The district councils should not commit to the location of any of the housing that they need to find under the regional spatial strategy plan until they know what those eco-towns are and how the infrastructure is going to be funded and planned. I am not saying that the Government necessarily have to find all the money for the infrastructure. The Milton Keynes model—the roof tax for providing private sector developer money for infrastructure—is a good one. I am not saying that we necessarily need to use public money. But we must know the precise mechanisms that will be in place to deliver the money that we need to fund the infrastructure for these new houses.

If we get that wrong, not just the people in the new houses, but the people in the houses that are already there will suffer. Their quality of life is at stake, too. Getting to London from my constituency is already a nightmare. The roads are at breaking point and the railway cannot cope. Fifteen years ago, that journey was an acceptable part of my life; now it is one of the most unpleasant features of it. Putting in massive new numbers of houses on that infrastructure will compound the problem and make existing residents’ lives miserable, as well as failing to provide a proper quality of life for the people who will live in those new houses.

It is this failure to understand the impact on current residents that I want to drive home. I say to the Government, please be more open with us now about the eco-towns and tell us how big they will be. Will they have 5,000 houses or 20,000? That is the range of possible numbers. Please tell us what assessment will be made of the impact of the infrastructure on the area and on other towns around it. If a new eco-town is built at Throckmorton, what impact will it have on the very attractive Georgian market town of Pershore, which is only a couple of miles away? How can the Government decide that it is right to go ahead with that eco-town when they do not understand the dynamic of south Worcestershire and the possible impact on the town of Pershore, which lies outside my constituency in that of my hon. Friend the Member for West Worcestershire (Sir Michael Spicer)? Therefore, big questions about those eco-towns must be resolved.

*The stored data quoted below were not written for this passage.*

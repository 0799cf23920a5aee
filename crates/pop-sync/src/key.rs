// SPDX-License-Identifier: GPL-3.0

//! Storage key derivation.
//!
//! Three kinds of keys are involved in a remote subscription:
//!
//! - **Remote keys** ([`StorageKeyFactory`]): the raw storage keys sent to the node, derived from a
//!   storage path, the key parameters and the chain's runtime layout.
//! - **Local keys** ([`LocalStorageKeyFactory`]): strings naming where a decoded value is
//!   persisted. They only depend on the path, the parameters and the chain, never on the runtime.
//! - **Cache keys** ([`CacheKey`]): process-local deduplication keys grouping a set of storage
//!   paths under one physical subscription.

use crate::{
	coder::CoderFactory,
	error::KeyEncodingError,
	path::StoragePath,
	types::{AccountId, AssetId, ChainId},
};
use scale::Encode;
use sp_core::hashing::{blake2_128, blake2_256, twox_128};
use std::{collections::BTreeSet, fmt};

/// Builds remote storage keys.
#[derive(Clone, Copy, Debug, Default)]
pub struct StorageKeyFactory;

impl StorageKeyFactory {
	/// The `twox128(module) ++ twox128(item)` prefix shared by every key of an entry.
	pub fn prefix(&self, path: &StoragePath) -> Vec<u8> {
		[twox_128(path.module.as_bytes()), twox_128(path.item.as_bytes())].concat()
	}

	/// Encode a remote storage key.
	///
	/// # Arguments
	/// * `path` - Storage entry the key belongs to.
	/// * `params` - Key parameters, already SCALE encoded, in declaration order.
	/// * `coder` - Coder factory of the chain the key targets.
	///
	/// # Returns
	/// The raw key, [`KeyEncodingError::PathNotInRuntime`] when the chain's runtime lacks the
	/// entry, or [`KeyEncodingError::ArityMismatch`] when the parameters don't fit its layout.
	pub fn encode(
		&self,
		path: &StoragePath,
		params: &[Vec<u8>],
		coder: &dyn CoderFactory,
	) -> Result<Vec<u8>, KeyEncodingError> {
		let layout = coder.entry_layout(path).ok_or_else(|| KeyEncodingError::PathNotInRuntime {
			module: path.module.to_string(),
			item: path.item.to_string(),
		})?;

		if layout.hashers.len() != params.len() {
			return Err(KeyEncodingError::ArityMismatch {
				path: path.to_string(),
				expected: layout.hashers.len(),
				actual: params.len(),
			});
		}

		let mut key = self.prefix(path);
		for (hasher, param) in layout.hashers.iter().zip(params) {
			key.extend(hasher.hash(param));
		}
		Ok(key)
	}
}

/// Builds local storage keys.
#[derive(Clone, Copy, Debug, Default)]
pub struct LocalStorageKeyFactory;

impl LocalStorageKeyFactory {
	/// Local key of an entry instance on a chain.
	///
	/// The key is `0x`-hex of `twox128(module) ++ twox128(item) ++ blake2_128(chain) ++ params`.
	pub fn create(&self, path: &StoragePath, params: &[Vec<u8>], chain_id: &ChainId) -> String {
		let mut key = StorageKeyFactory.prefix(path);
		key.extend(blake2_128(chain_id.as_str().as_bytes()));
		for param in params {
			key.extend_from_slice(param);
		}
		format!("0x{}", hex::encode(key))
	}

	/// Local key of an account-keyed entry on a chain.
	pub fn create_for_account(
		&self,
		path: &StoragePath,
		account: &AccountId,
		chain_id: &ChainId,
	) -> String {
		self.create(path, &[account.as_bytes().to_vec()], chain_id)
	}
}

/// Deduplication key of a remote subscription.
#[derive(Clone, Debug, PartialEq, Eq, Hash, PartialOrd, Ord)]
pub struct CacheKey(String);

impl CacheKey {
	/// The key as a string slice.
	pub fn as_str(&self) -> &str {
		&self.0
	}
}

impl fmt::Display for CacheKey {
	fn fmt(&self, f: &mut fmt::Formatter<'_>) -> fmt::Result {
		f.write_str(&self.0)
	}
}

impl From<&str> for CacheKey {
	fn from(value: &str) -> Self {
		Self(value.to_string())
	}
}

impl From<String> for CacheKey {
	fn from(value: String) -> Self {
		Self(value)
	}
}

/// Derives a [`CacheKey`] from the identity of a subscription.
///
/// Asset ids, paths and local keys are kept in sorted sets, so the order they are added in does
/// not matter. The key is `{prefix}-{hex(blake2_256(canonical encoding))}`.
///
/// # Example
///
/// ```ignore
/// let key = CacheKeyBuilder::new(strings::keys::BALANCES)
/// 	.account(&account)
/// 	.chain(&chain_id)
/// 	.assets([0, 1])
/// 	.paths([&StoragePath::SYSTEM_ACCOUNT, &StoragePath::BALANCES_LOCKS])
/// 	.build();
/// ```
#[derive(Clone, Debug)]
pub struct CacheKeyBuilder {
	prefix: &'static str,
	account: Option<Vec<u8>>,
	chain: Option<String>,
	assets: Option<BTreeSet<AssetId>>,
	paths: BTreeSet<(String, String)>,
	local_keys: BTreeSet<String>,
}

impl CacheKeyBuilder {
	/// Start a key for the subscription kind named by `prefix`.
	pub fn new(prefix: &'static str) -> Self {
		Self {
			prefix,
			account: None,
			chain: None,
			assets: None,
			paths: BTreeSet::new(),
			local_keys: BTreeSet::new(),
		}
	}

	/// Scope the key to an account.
	pub fn account(mut self, account: &AccountId) -> Self {
		self.account = Some(account.as_bytes().to_vec());
		self
	}

	/// Scope the key to a chain.
	pub fn chain(mut self, chain_id: &ChainId) -> Self {
		self.chain = Some(chain_id.as_str().to_string());
		self
	}

	/// Restrict the key to a set of assets. An empty set differs from no set at all.
	pub fn assets(mut self, assets: impl IntoIterator<Item = AssetId>) -> Self {
		self.assets.get_or_insert_with(BTreeSet::new).extend(assets);
		self
	}

	/// Add storage paths covered by the subscription.
	pub fn paths<'a>(mut self, paths: impl IntoIterator<Item = &'a StoragePath>) -> Self {
		self.paths
			.extend(paths.into_iter().map(|path| (path.module.to_string(), path.item.to_string())));
		self
	}

	/// Include local keys, which pin the exact entry instances (e.g. a controller account).
	pub fn local_keys<'a>(mut self, keys: impl IntoIterator<Item = &'a str>) -> Self {
		self.local_keys.extend(keys.into_iter().map(str::to_string));
		self
	}

	/// Hash the collected identity into a [`CacheKey`].
	pub fn build(self) -> CacheKey {
		let assets: Option<Vec<AssetId>> = self.assets.map(|set| set.into_iter().collect());
		let paths: Vec<(String, String)> = self.paths.into_iter().collect();
		let local_keys: Vec<String> = self.local_keys.into_iter().collect();
		let canonical =
			(self.prefix, self.account, self.chain, assets, paths, local_keys).encode();
		CacheKey(format!("{}-{}", self.prefix, hex::encode(blake2_256(&canonical))))
	}
}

I also ask the Government to tell us in precise detail how the infrastructure that we need is going to be funded. If we do not have that detail, we cannot plan with any confidence. One of our key jobs as constituency MPs—my hon. Friend the Member for Kettering and the hon. Member for Westmorland and Lonsdale did this very well in their opening remarks—is to defend the interests of our constituents. The Government are tying our hands behind our backs as we seek to do that. I hope that the Minister will shed some light on the issue.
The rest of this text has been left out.